The addition of two picture lines radiated in sequence but presented to the adder circuit simultaneously yields a signal consisting of only U information but with an amplitude equal to twice the amplitude of the chrominance signal’s U modulation product. Similarly the subtraction of the two lines produces a signal consisting of V information with an amplitude equal to twice that of the V modulation product.


Synchronous Demodulators.


The output from the adder and substractor consists of two independent double sideband, suppressed carrier RF signals. These are the U modulation product and the line-by-line phase inverted V modulation product. The two individual RF signals are fed to their respective demodulators.


Each of the demodulators also receives a controlled subcarrier of correct phase to allow recovery of the colour difference signal waveforms. It may be noted that the modulators do not have to handle Q.A.M. (u ± jv) RF signals as is the case in the NTSC system.

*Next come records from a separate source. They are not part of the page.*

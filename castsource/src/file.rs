//! Local file track opener.

use crate::{OpenError, Result, TrackSource, TrackStream};
use async_trait::async_trait;
use std::io;
use std::path::{Path, PathBuf};
use tokio::fs::File;
use tokio_util::io::ReaderStream;
use tracing::debug;
use url::Url;

const READ_CHUNK_BYTES: usize = 16 * 1024;

/// Opens tracks stored on the local filesystem.
///
/// Accepts `file://` URIs and bare paths; bare relative paths resolve
/// against the configured root directory when one is set.
#[derive(Debug, Clone, Default)]
pub struct FileTrackSource {
    root: Option<PathBuf>,
}

impl FileTrackSource {
    pub fn new() -> Self {
        Self::default()
    }

    pub fn with_root(root: impl Into<PathBuf>) -> Self {
        Self {
            root: Some(root.into()),
        }
    }

    fn resolve(&self, uri: &str) -> Result<PathBuf> {
        let path = match Url::parse(uri) {
            Ok(url) if url.scheme() == "file" => url
                .to_file_path()
                .map_err(|_| OpenError::InvalidFileUri(uri.to_string()))?,
            _ => PathBuf::from(uri),
        };

        if path.is_relative() {
            if let Some(root) = &self.root {
                return Ok(root.join(path));
            }
        }
        Ok(path)
    }
}

#[async_trait]
impl TrackSource for FileTrackSource {
    async fn open(&self, uri: &str) -> Result<TrackStream> {
        let path = self.resolve(uri)?;
        debug!("Opening local track: {}", path.display());

        let file = File::open(&path).await.map_err(|e| match e.kind() {
            io::ErrorKind::NotFound => OpenError::NotFound(display_path(&path)),
            _ => OpenError::Io(e),
        })?;

        Ok(TrackStream::new(ReaderStream::with_capacity(
            file,
            READ_CHUNK_BYTES,
        )))
    }
}

fn display_path(path: &Path) -> String {
    path.display().to_string()
}
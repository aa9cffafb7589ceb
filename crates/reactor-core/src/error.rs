// SPDX-License-Identifier: Apache-2.0
// © James Ross Ω FLYING•ROBOTS <https://github.com/flyingrobots>
//! Error taxonomy and the error sink collaborator seam.
//!
//! Mirrors `engine_impl::EngineError`'s shape: one `thiserror`-derived enum
//! per terminal failure kind, each carrying enough identity to act on
//! without re-deriving it from scheduler-internal state.

use thiserror::Error;

use crate::ids::ActionId;

/// A terminal error surfaced by an action's execution or its commit.
///
/// Transient outcomes (`stale-read`, `invalidated`) are handled internally
/// by the settle loop via retry and never reach this type — see
/// `crate::settle`.
#[derive(Debug, Clone, Error)]
pub enum ReportedError {
    /// The action's implementation returned an error.
    #[error("action {action} faulted: {message}")]
    ActionFault {
        /// The action that faulted.
        action: ActionId,
        /// The message the action's implementation reported.
        message: String,
    },
    /// The action's commit was rejected by the authorization collaborator.
    #[error("action {action} commit rejected: {reason}")]
    CommitRejected {
        /// The action whose commit was rejected.
        action: ActionId,
        /// The reason given by the `Authorizer`.
        reason: String,
    },
    /// An action exhausted `MAX_REACTIVE_RETRIES` stale-read retries.
    #[error("action {action} exhausted {retries} stale-read retries")]
    RetriesExhausted {
        /// The action that exhausted its retry budget.
        action: ActionId,
        /// The configured retry budget it hit.
        retries: u32,
    },
    /// A settle pass hit `MAX_SETTLE_ITERATIONS` with actions still dirty.
    #[error("settle loop exceeded {max_iterations} iterations with actions still dirty")]
    IterationCapExceeded {
        /// The configured iteration cap that was hit.
        max_iterations: u32,
    },
}

/// Collaborator seam for surfacing [`ReportedError`]s outside the scheduler.
///
/// A terminal error on one action must never abort its peers in the same
/// settle pass; reporting is fire-and-forget from the runner's perspective.
pub trait ErrorSink: Send + Sync + 'static {
    /// Reports a terminal error.
    fn report(&self, error: &ReportedError);
}

/// Default [`ErrorSink`] that logs via `tracing`, matching how
/// `echo-session-service` wires `tracing-subscriber` at its boundary.
#[derive(Debug, Default, Clone, Copy)]
pub struct TracingErrorSink;

impl ErrorSink for TracingErrorSink {
    fn report(&self, error: &ReportedError) {
        match error {
            ReportedError::ActionFault { action, message } => {
                tracing::error!(%action, %message, "action fault");
            }
            ReportedError::CommitRejected { action, reason } => {
                tracing::error!(%action, %reason, "commit rejected");
            }
            ReportedError::RetriesExhausted { action, retries } => {
                tracing::warn!(%action, retries, "stale-read retries exhausted");
            }
            ReportedError::IterationCapExceeded { max_iterations } => {
                tracing::error!(max_iterations, "settle loop iteration cap exceeded");
            }
        }
    }
}

/// Errors returned directly from the external interface calls (spec §6),
/// as distinct from [`ReportedError`]s, which surface asynchronously through
/// the error sink.
#[derive(Debug, Clone, Error)]
pub enum SchedulerError {
    /// `unregister`/`send` named an action that was never registered, or was
    /// already unregistered.
    #[error("action {0} is not registered")]
    UnknownAction(ActionId),
    /// `send` targeted an action that was registered as a derivation.
    #[error("action {0} is not an event handler")]
    NotAnEventHandler(ActionId),
    /// The call arrived after the scheduler's owning task had already shut
    /// down.
    #[error("scheduler has shut down")]
    ShutDown,
}

/// Outcome of an [`crate::scheduler::Scheduler::idle`] call.
#[derive(Debug, Clone, Copy, PartialEq, Eq)]
pub enum IdleOutcome {
    /// The graph settled: `dirty` is empty and there are no outstanding
    /// commits.
    Idle,
    /// The requested timeout elapsed while commits were still draining.
    /// Scheduler state is unchanged; the caller may call `idle()` again.
    TimedOutWhileDraining {
        /// How many commits were still outstanding at the timeout.
        outstanding: usize,
    },
}
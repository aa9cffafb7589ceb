// SPDX-License-Identifier: Apache-2.0
// © James Ross Ω FLYING•ROBOTS <https://github.com/flyingrobots>
//! reactor-core: a reactive action scheduler for a live-document runtime.
//!
//! User-authored actions (reactive derivations and event handlers) read from
//! and write to a graph of cells. Whenever a cell changes, every action that
//! depends on it re-executes until the graph settles. Each execution is
//! wrapped in a transaction committed through an authorized, signed pipeline
//! (modeled here as a collaborator seam, since the actual UCAN/Ed25519 layer
//! is out of scope — see [`Pipeline`] and `DESIGN.md`). The [`Scheduler`]
//! drives the system to quiescence — [`Scheduler::idle`] — even when
//! individual commits take tens to hundreds of milliseconds and a single
//! event's fan-out can queue dozens of commits.
//!
//! The five cooperating pieces, leaves-first: [`ReactivityLog`], the
//! [`DependencyIndex`], the [`Transaction`] boundary, [`Action`] and
//! [`Scheduler`] (the action runner and settle loop/idle barrier).

mod action;
mod cell;
mod config;
mod deps;
mod error;
mod ids;
mod log;
mod pipeline;
mod scheduler;
mod telemetry;
mod tx;

use std::future::Future;
use std::pin::Pin;

/// A boxed, type-erased future, used at the few seams (commit futures) where
/// naming the concrete future type isn't practical. Hand-rolled rather than
/// pulled from the `futures` crate: nothing else in this crate needs that
/// dependency (see `DESIGN.md`).
pub(crate) type BoxFuture<'a, T> = Pin<Box<dyn Future<Output = T> + Send + 'a>>;

/// Actions: the invocable units the scheduler drives to a fixpoint.
pub use action::{Action, ActionError, ActionResult, AlwaysValid, Validity};
/// Reactive storage cells.
pub use cell::Cell;
/// Scheduler configuration.
pub use config::{SchedulerConfig, SchedulerConfigBuilder, DEFAULT_MAX_REACTIVE_RETRIES, DEFAULT_MAX_SETTLE_ITERATIONS};
/// The dependency index between cells and actions.
pub use deps::DependencyIndex;
/// Error taxonomy and the error sink collaborator seam.
pub use error::{ErrorSink, IdleOutcome, ReportedError, SchedulerError, TracingErrorSink};
/// Opaque identifiers for cells, actions, and transactions.
pub use ids::{ActionId, CellId, IdGen, TxId};
/// The reactivity log.
pub use log::ReactivityLog;
/// The commit pipeline collaborator seam.
pub use pipeline::{realistic_in_memory_pipeline, test_support, CommitOutcome, InMemoryPipeline, Pipeline, SignedPackage};
/// The scheduler: settle loop, idle barrier, and external interface.
pub use scheduler::Scheduler;
/// The transaction boundary.
pub use tx::{PipelineTransactionFactory, Transaction, TransactionFactory};
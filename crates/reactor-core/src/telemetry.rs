// SPDX-License-Identifier: Apache-2.0
// © James Ross Ω FLYING•ROBOTS <https://github.com/flyingrobots>

// Telemetry helpers for JSONL logging when the `telemetry` feature is
// enabled. Manually formats JSON to avoid pulling in `serde_json` for a
// handful of fixed-shape lines (see `DESIGN.md`).

#![allow(unused_variables)]

use crate::ids::{ActionId, TxId};

#[cfg(feature = "telemetry")]
fn ts_micros() -> u128 {
    use std::time::{SystemTime, UNIX_EPOCH};
    SystemTime::now()
        .duration_since(UNIX_EPOCH)
        .unwrap_or_default()
        .as_micros()
}

#[cfg(feature = "telemetry")]
fn emit(line: &str) {
    use std::io::Write as _;
    let mut out = std::io::stdout().lock();
    let _ = out.write_all(line.as_bytes());
    let _ = out.write_all(b"\n");
}

/// Emits a settle-iteration event: one JSON line per `run_settle_to_fixpoint`
/// pass, carrying the batch size about to run.
///
/// Best-effort: a no-op entirely unless the `telemetry` feature is enabled.
pub fn settle_iteration(iteration: u32, batch_len: usize) {
    #[cfg(feature = "telemetry")]
    emit(&format!(
        r#"{{"timestamp_micros":{},"event":"settle_iteration","iteration":{iteration},"batch_len":{batch_len}}}"#,
        ts_micros()
    ));
}

/// Emits a commit-resolved event, recording the action, transaction, and
/// outcome kind.
pub fn commit_resolved(action: ActionId, tx: TxId, outcome: &str) {
    #[cfg(feature = "telemetry")]
    emit(&format!(
        r#"{{"timestamp_micros":{},"event":"commit_resolved","action":{},"tx":{},"outcome":"{outcome}"}}"#,
        ts_micros(),
        action.value(),
        tx.value(),
    ));
}

/// Emits a retry-scheduled event when a stale-read causes an action to be
/// re-dirtied.
pub fn retry_scheduled(action: ActionId, attempt: u32) {
    #[cfg(feature = "telemetry")]
    emit(&format!(
        r#"{{"timestamp_micros":{},"event":"retry_scheduled","action":{},"attempt":{attempt}}}"#,
        ts_micros(),
        action.value(),
    ));
}

/// Emits an idle-resolved event: how many commits were still outstanding at
/// resolution (always 0 for a clean resolution, but recorded for symmetry
/// with a would-be `TimedOutWhileDraining` line).
pub fn idle_resolved(outstanding: usize) {
    #[cfg(feature = "telemetry")]
    emit(&format!(
        r#"{{"timestamp_micros":{},"event":"idle_resolved","outstanding":{outstanding}}}"#,
        ts_micros()
    ));
}
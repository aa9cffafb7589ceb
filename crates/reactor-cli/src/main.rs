// SPDX-License-Identifier: Apache-2.0
// © James Ross Ω FLYING•ROBOTS <https://github.com/flyingrobots>
//! reactor-cli
//!
//! Command-line demo that wires up a small reactive action graph — a
//! counter cell, a derivation mirroring it into a "doubled" cell, and an
//! event handler driven by `send` — and drives it to quiescence through
//! [`reactor_core::Scheduler`].

// The CLI is expected to print its results to stdout.
#![allow(clippy::print_stdout)]

use std::sync::Arc;

use anyhow::Result;
use clap::Parser;
use reactor_core::{Action, ActionId, Cell, CellId, InMemoryPipeline, Scheduler};

#[derive(Parser, Debug)]
#[clap(author, version, about, long_about = None)]
struct Args {
    /// Command to execute
    #[clap(subcommand)]
    cmd: Option<Command>,
}

#[derive(clap::Subcommand, Debug)]
enum Command {
    /// Run the demo graph, sending `ticks` increment events and reporting
    /// the settled state and commit count.
    Run {
        /// Number of increment events to send before settling.
        #[clap(long, default_value_t = 5)]
        ticks: u32,
        /// Simulated authorization latency in milliseconds, per commit.
        #[clap(long, default_value_t = 90)]
        latency_ms: u64,
    },
}

async fn run_demo(ticks: u32, latency_ms: u64) -> Result<()> {
    let pipeline = Arc::new(InMemoryPipeline::new(std::time::Duration::from_millis(latency_ms)));
    let scheduler = Scheduler::with_pipeline(Arc::clone(&pipeline) as Arc<dyn reactor_core::Pipeline>);

    let counter = Arc::new(Cell::new(CellId::from_raw(1), 0i64));
    let doubled = Arc::new(Cell::new(CellId::from_raw(2), 0i64));

    let mirror_source = Arc::clone(&counter);
    let mirror_target = Arc::clone(&doubled);
    let mirror = Action::derivation(ActionId::from_raw(1), move |tx| {
        let value = mirror_source.get(tx);
        mirror_target.set(tx, value * 2);
        Ok(())
    });
    scheduler.register(mirror).await?;

    let incrementer_counter = Arc::clone(&counter);
    let incrementer = Action::event_handler(ActionId::from_raw(2), move |tx, _payload: ()| {
        let current = incrementer_counter.get(tx);
        incrementer_counter.set(tx, current + 1);
        Ok(())
    });
    let incrementer_id = scheduler.register(incrementer).await?;

    scheduler.idle().await;
    tracing::info!(counter = counter.get_untracked(), doubled = doubled.get_untracked(), "initial settle");

    for _ in 0..ticks {
        scheduler.send(incrementer_id, ()).await?;
    }
    let outcome = scheduler.idle().await;

    println!("settled after {ticks} tick(s): {outcome:?}");
    println!("counter = {}", counter.get_untracked());
    println!("doubled = {}", doubled.get_untracked());
    println!("commits seen by pipeline = {}", pipeline.commits_seen());

    Ok(())
}

#[tokio::main]
async fn main() -> Result<()> {
    tracing_subscriber::fmt::init();
    let args = Args::parse();

    match args.cmd {
        Some(Command::Run { ticks, latency_ms }) => run_demo(ticks, latency_ms).await?,
        None => {
            println!("reactor-cli. Use --help for usage, or `run` to drive the demo graph.");
        }
    }

    Ok(())
}
// SPDX-License-Identifier: Apache-2.0
// © James Ross Ω FLYING•ROBOTS <https://github.com/flyingrobots>
#![allow(missing_docs)]
#![allow(clippy::unwrap_used)]

mod common;

use std::sync::atomic::{AtomicU32, Ordering};
use std::sync::Arc;

use reactor_core::{Action, ActionId, Cell, CellId, IdleOutcome, InMemoryPipeline, Scheduler};

/// A single registered derivation runs exactly once and the scheduler
/// reports idle with no outstanding work.
#[tokio::test]
async fn derivation_runs_once_and_settles() {
    let scheduler = Scheduler::with_pipeline(Arc::new(InMemoryPipeline::instant()));
    let runs = Arc::new(AtomicU32::new(0));
    let cell = Arc::new(Cell::new(CellId::from_raw(1), 0i64));

    let runs_for_action = Arc::clone(&runs);
    let cell_for_action = Arc::clone(&cell);
    let action = Action::derivation(ActionId::from_raw(1), move |tx| {
        runs_for_action.fetch_add(1, Ordering::SeqCst);
        cell_for_action.set(tx, 7);
        Ok(())
    });

    scheduler.register(action).await.unwrap();
    assert_eq!(scheduler.idle().await, IdleOutcome::Idle);
    assert_eq!(runs.load(Ordering::SeqCst), 1);
    assert_eq!(cell.get_untracked(), 7);

    // Idling again with nothing dirty resolves immediately.
    assert_eq!(scheduler.idle().await, IdleOutcome::Idle);
    assert_eq!(runs.load(Ordering::SeqCst), 1);
}

/// Unregistering an action tears down its subscription; a later write to a
/// cell it used to read no longer reruns it.
#[tokio::test]
async fn unregistered_action_no_longer_reruns() {
    let scheduler = Scheduler::with_pipeline(Arc::new(InMemoryPipeline::instant()));
    let source = Arc::new(Cell::new(CellId::from_raw(1), 0i64));
    let runs = Arc::new(AtomicU32::new(0));

    let source_for_reader = Arc::clone(&source);
    let runs_for_reader = Arc::clone(&runs);
    let reader = Action::derivation(ActionId::from_raw(1), move |tx| {
        let _ = source_for_reader.get(tx);
        runs_for_reader.fetch_add(1, Ordering::SeqCst);
        Ok(())
    });
    let reader_id = scheduler.register(reader).await.unwrap();
    scheduler.idle().await;
    assert_eq!(runs.load(Ordering::SeqCst), 1);

    scheduler.unregister(reader_id).await.unwrap();

    let source_for_writer = Arc::clone(&source);
    let writer = Action::derivation(ActionId::from_raw(2), move |tx| {
        source_for_writer.set(tx, 99);
        Ok(())
    });
    scheduler.register(writer).await.unwrap();
    scheduler.idle().await;

    assert_eq!(runs.load(Ordering::SeqCst), 1, "unregistered action must not rerun");
}
// SPDX-License-Identifier: Apache-2.0
// © James Ross Ω FLYING•ROBOTS <https://github.com/flyingrobots>
//! Opaque identifiers for cells, actions, and transactions.

use std::fmt;
use std::sync::atomic::{AtomicU64, Ordering};

/// Stable, equality-comparable identity for a reactive storage cell.
///
/// `CellId` carries no information about the cell's value; the scheduler
/// never needs to inspect values, only to track which cells were read and
/// written by a transaction.
#[repr(transparent)]
#[derive(Debug, Clone, Copy, PartialEq, Eq, Hash, PartialOrd, Ord)]
pub struct CellId(u64);

impl CellId {
    /// Constructs a `CellId` from a raw value. Intended for external document
    /// stores that mint their own identity space.
    #[must_use]
    pub const fn from_raw(value: u64) -> Self {
        Self(value)
    }

    /// Returns the underlying raw value.
    #[must_use]
    pub const fn value(self) -> u64 {
        self.0
    }
}

impl fmt::Display for CellId {
    fn fmt(&self, f: &mut fmt::Formatter<'_>) -> fmt::Result {
        write!(f, "cell:{}", self.0)
    }
}

/// Stable identity for an invocable action (derivation or event handler).
#[repr(transparent)]
#[derive(Debug, Clone, Copy, PartialEq, Eq, Hash, PartialOrd, Ord)]
pub struct ActionId(u64);

impl ActionId {
    /// Constructs an `ActionId` from a raw value.
    #[must_use]
    pub const fn from_raw(value: u64) -> Self {
        Self(value)
    }

    /// Returns the underlying raw value.
    #[must_use]
    pub const fn value(self) -> u64 {
        self.0
    }
}

impl fmt::Display for ActionId {
    fn fmt(&self, f: &mut fmt::Formatter<'_>) -> fmt::Result {
        write!(f, "action:{}", self.0)
    }
}

/// Transaction identifier. Monotonically increasing within one scheduler
/// instance; never reused after its transaction closes.
#[repr(transparent)]
#[derive(Debug, Clone, Copy, PartialEq, Eq, Hash, PartialOrd, Ord)]
pub struct TxId(u64);

impl TxId {
    /// Constructs a `TxId` from a raw value.
    #[must_use]
    pub const fn from_raw(value: u64) -> Self {
        Self(value)
    }

    /// Returns the underlying raw value.
    #[must_use]
    pub const fn value(self) -> u64 {
        self.0
    }
}

impl fmt::Display for TxId {
    fn fmt(&self, f: &mut fmt::Formatter<'_>) -> fmt::Result {
        write!(f, "tx:{}", self.0)
    }
}

/// Monotonic generator shared by the three id spaces above.
///
/// A single counter per space is sufficient since the scheduler is the only
/// caller minting `ActionId`/`TxId` values; `CellId` minting belongs to
/// whatever document store the caller brings (see [`crate::cell::Cell::new`]),
/// but the same generator type is reused there for consistency.
#[derive(Debug, Default)]
pub struct IdGen(AtomicU64);

impl IdGen {
    /// Creates a generator starting at `1` (`0` is reserved as a sentinel).
    #[must_use]
    pub const fn new() -> Self {
        Self(AtomicU64::new(1))
    }

    /// Returns the next raw value, skipping zero on wraparound.
    pub fn next_raw(&self) -> u64 {
        let v = self.0.fetch_add(1, Ordering::Relaxed);
        if v == 0 {
            self.0.fetch_add(1, Ordering::Relaxed)
        } else {
            v
        }
    }
}
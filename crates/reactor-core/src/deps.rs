// SPDX-License-Identifier: Apache-2.0
// © James Ross Ω FLYING•ROBOTS <https://github.com/flyingrobots>
//! The dependency index: `cell -> {action}` forward map and
//! `action -> {cell}` inverse map, kept consistent by construction.

use rustc_hash::{FxHashMap, FxHashSet};

use crate::ids::{ActionId, CellId};
use crate::log::ReactivityLog;

/// Bidirectional index between cells and the actions currently subscribed to
/// them.
///
/// An action is in a cell's forward set if and only if its most recent
/// successful [`DependencyIndex::subscribe`] call included that cell in its
/// reads. Writes never create edges — only reads do.
#[derive(Debug, Default)]
pub struct DependencyIndex {
    forward: FxHashMap<CellId, FxHashSet<ActionId>>,
    inverse: FxHashMap<ActionId, FxHashSet<CellId>>,
}

impl DependencyIndex {
    /// An empty index.
    #[must_use]
    pub fn new() -> Self {
        Self::default()
    }

    /// Replaces `action`'s subscription set with the reads recorded in
    /// `log`. This is the only mutation that creates or removes forward
    /// edges; it is a full symmetric-difference replace, not an additive
    /// union, so an action that stops reading a cell is unsubscribed from it
    /// on its very next run.
    pub fn subscribe(&mut self, action: ActionId, log: &ReactivityLog) {
        let new_reads = log.reads();
        let previous = self.inverse.remove(&action).unwrap_or_default();

        for cell in previous.difference(new_reads) {
            if let Some(actions) = self.forward.get_mut(cell) {
                actions.remove(&action);
                if actions.is_empty() {
                    self.forward.remove(cell);
                }
            }
        }
        for &cell in new_reads {
            self.forward.entry(cell).or_default().insert(action);
        }
        self.inverse.insert(action, new_reads.clone());
    }

    /// Removes `action` from the index entirely, tearing down every forward
    /// edge it held.
    pub fn unsubscribe(&mut self, action: ActionId) {
        if let Some(cells) = self.inverse.remove(&action) {
            for cell in cells {
                if let Some(actions) = self.forward.get_mut(&cell) {
                    actions.remove(&action);
                    if actions.is_empty() {
                        self.forward.remove(&cell);
                    }
                }
            }
        }
    }

    /// Actions currently subscribed to `cell`.
    #[must_use]
    pub fn dependents(&self, cell: CellId) -> &FxHashSet<ActionId> {
        static EMPTY: std::sync::OnceLock<FxHashSet<ActionId>> = std::sync::OnceLock::new();
        self.forward
            .get(&cell)
            .unwrap_or_else(|| EMPTY.get_or_init(FxHashSet::default))
    }

    /// The cells `action` is currently subscribed to.
    #[must_use]
    pub fn subscriptions(&self, action: ActionId) -> &FxHashSet<CellId> {
        static EMPTY: std::sync::OnceLock<FxHashSet<CellId>> = std::sync::OnceLock::new();
        self.inverse
            .get(&action)
            .unwrap_or_else(|| EMPTY.get_or_init(FxHashSet::default))
    }
}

Therefore, it is not absolutely necessary to employ synchronous demodulators. However, synchronous demodulators are preferred in practice because they yield an accurate and constant no-colour zero voltage level above and below which (sometimes positive and sometimes negative) the colour different signal voltage varies. (c) Colour difference amplifiers and matrixing.


There are two approaches to driving the colour picture tube. In one scheme, the three colour difference signals are amplified and fed to the appropriate grids of the picture tube. The – Y signal is fed to the junction of three cathodes for matrixing. In another approach R, G, and B video signals are obtained directly by a suitable matrix from the modulator outputs. Each colour signal is then separately amplified and applied with negative polarity (– R, – G, – B) to the respective cathodes.


The grids are then returned to suitable negative dc potentials. This, i.e., R, G, B method is preferred in transistor amplifiers because less drive voltages are necessary when R, G, and B are directly fed to the picture tube.


The use of dc amplifiers would involve difficulties, especially in maintaining a constant ‘no colour’ voltage level at the picture tube grids. It is usual to employ ac amplifiers and then establish a constant no-colour level by employing dc clamps. The clamping is affected during line blanking periods by pulses derived from the line time base circuitry.


Thus the dc level is set at the beginning of each active line period. The discharge time constants of the ac coupling networks are chosen to be quite large so that the dc level does not change significantly between the beginning and end of one active line period.


6.        Subcarrier Generation and Control


The primary purpose of this section is to produce a subcarrier of correct frequency to replace the subcarrier suppressed in the two chrominance signal balanced modulators at the transmitter end encoder. N ot only must the generated subcarrier be of exactly the right frequency but it must also be of the same phase reference as the original subcarrier. A crystal oscillator is used in the receiver and this is forced to work at the correct frequency and phase by the action of an automatic frequency and phase control circuit.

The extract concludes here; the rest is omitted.